BTS-Tournee und Comeback-Konzert bringen Südkoreas Wirtschaft zum Boomen
Philipp KrügerBTS-Tournee und Comeback-Konzert bringen Südkoreas Wirtschaft zum Boomen
Die bevorstehende "Arirang"-Welttournee von BTS soll der Wirtschaft einen gewaltigen Schub verleihen – Experten rechnen mit Effekten von bis zu 100 Billionen Won (rund 68 Milliarden Euro). Die wirtschaftliche Wirkung könnte damit an die globalen Konzerte von Taylor Swift heranreichen und unterstreicht die finanzielle Strahlkraft der Gruppe. Gleichzeitig laufen in Seoul bereits die Vorbereitungen für ihr kostenloses Comeback-Konzert, in das erhebliche Summen für ikonische Veranstaltungsorte fließen.
Das Managementunternehmen HYBE hat zentrale Schauplätze in der südkoreanischen Hauptstadt für den Auftritt der Band gesichert. Für die Nutzung des Gwanghwamun-Platzes, eines der bekanntesten öffentlichen Plätze des Landes, zahlt das Unternehmen 30 Millionen Won (ca. 20.000 Euro). Zudem sind 61,2 Millionen Won (rund 41.000 Euro) für den Zugang zum Gyeongbok-Palast und zum Sungnyemun-Tor – zwei der historisch bedeutendsten Stätten Südkoreas – eingeplant. Insgesamt belaufen sich die Zahlungen von HYBE an die Stadtverwaltung und die Zentralregierung für die Standortnutzung auf etwa 90 Millionen Won (rund 60.000 Euro).
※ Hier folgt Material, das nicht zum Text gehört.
use bevy_ecs::prelude::*;
use bevy_utils::HashMap;
use rapier3d::prelude::*;

use crate::math::{to_point, Vec3f};

#[derive(Resource)]
pub struct PhysicsWorld {
    pub bodies: RigidBodySet,
    pub colliders: ColliderSet,
    gravity: Vec3f,
    integration_parameters: IntegrationParameters,
    pipeline: PhysicsPipeline,
    islands: IslandManager,
    broad_phase: BroadPhase,
    narrow_phase: NarrowPhase,
    impulse_joints: ImpulseJointSet,
    multibody_joints: MultibodyJointSet,
    ccd_solver: CCDSolver,
    query_pipeline: QueryPipeline,
    // Collider -> entity, for resolving pick rays back to the scene.
    entities: HashMap<ColliderHandle, Entity>,
}

impl PhysicsWorld {
    pub fn new(gravity: Vec3f) -> Self {
        Self {
            bodies: RigidBodySet::new(),
            colliders: ColliderSet::new(),
            gravity,
            integration_parameters: IntegrationParameters::default(),
            pipeline: PhysicsPipeline::new(),
            islands: IslandManager::new(),
            broad_phase: BroadPhase::new(),
            narrow_phase: NarrowPhase::new(),
            impulse_joints: ImpulseJointSet::new(),
            multibody_joints: MultibodyJointSet::new(),
            ccd_solver: CCDSolver::new(),
            query_pipeline: QueryPipeline::new(),
            entities: HashMap::new(),
        }
    }

    pub fn update(&mut self, dt: f32) {
        if dt <= f32::EPSILON {
            return;
        }
        self.integration_parameters.dt = dt;
        self.pipeline.step(
            &self.gravity,
            &self.integration_parameters,
            &mut self.islands,
            &mut self.broad_phase,
            &mut self.narrow_phase,
            &mut self.bodies,
            &mut self.colliders,
            &mut self.impulse_joints,
            &mut self.multibody_joints,
            &mut self.ccd_solver,
            Some(&mut self.query_pipeline),
            &(),
            &(),
        );
    }

    pub fn add_body(
        &mut self,
        body: RigidBody,
        collider: Collider,
    ) -> (RigidBodyHandle, ColliderHandle) {
        let body_handle = self.bodies.insert(body);
        let collider_handle =
            self.colliders
                .insert_with_parent(collider, body_handle, &mut self.bodies);
        (body_handle, collider_handle)
    }

    pub fn register_entity(&mut self, collider: ColliderHandle, entity: Entity) {
        self.entities.insert(collider, entity);
    }

    pub fn entity_of(&self, collider: ColliderHandle) -> Option<Entity> {
        self.entities.get(&collider).copied()
    }

    // Resolve a pick ray to the nearest collider, if any.
    pub fn cast_ray(&self, origin: Vec3f, dir: Vec3f, max_toi: f32) -> Option<ColliderHandle> {
        let ray = Ray::new(to_point(origin), dir);
        self.query_pipeline
            .cast_ray(
                &self.bodies,
                &self.colliders,
                &ray,
                max_toi,
                true,
                QueryFilter::default(),
            )
            .map(|(handle, _)| handle)
    }
}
Alleiner das kostenlose Konzert auf dem Gwanghwamun-Platz könnte beträchtliche wirtschaftliche Impulse auslösen. Laut Schätzungen der Nachrichtenagentur Bloomberg könnte der eintägige Effekt für Seoul bei rund 177 Millionen US-Dollar (ca. 165 Millionen Euro) liegen. Zwar gibt es keine offizielle Studie zu den genauen Tagesertrag, doch frühere Tourneen von BTS zeigten eine durchschnittliche Wertschöpfung von 22 Millionen Dollar pro Auftritt. Jährlich trägt die Gruppe schätzungsweise 5 Milliarden Dollar (rund 4,6 Milliarden Euro) zur südkoreanischen Wirtschaftsleistung bei – vor allem durch Tourismus und verwandte Branchen.
Die Sicherheit steht bei der Veranstaltung an oberster Stelle: Über 10.000 Einsatzkräfte sollen für Ordnung sorgen und die Menschenmassen kontrollieren. Der immense Aufwand spiegelt die Bedeutung des Events und die erwartete Besucherzahl wider.
Doch nicht nur die direkten finanziellen Effekte sind entscheidend. Wie Vize-Ministerpräsident und Finanzminister Koo Yun-cheol betonte, könnten die immateriellen Vorteile – etwa die globale Sichtbarkeit und der kulturelle Einfluss der Gruppe – die rein wirtschaftlichen Zahlen bei Weitem übertreffen.
Während die Mietkosten für die Veranstaltungsorte für HYBE unter 100 Millionen Won bleiben, dürften die wirtschaftlichen Folgeeffekte des Comebacks gigantisch ausfallen. Mit Prognosen, die den Impact der gesamten Tournee auf nahezu 100 Billionen Won beziffern, wird einmal mehr deutlich, welche Rolle BTS für den Tourismus und die Einnahmen des Landes spielt. Nun liegt der Fokus von Behörden und Organisatoren darauf, inmitten von Seouls Zentrum eine sichere und erfolgreiche Show auf die Beine zu stellen.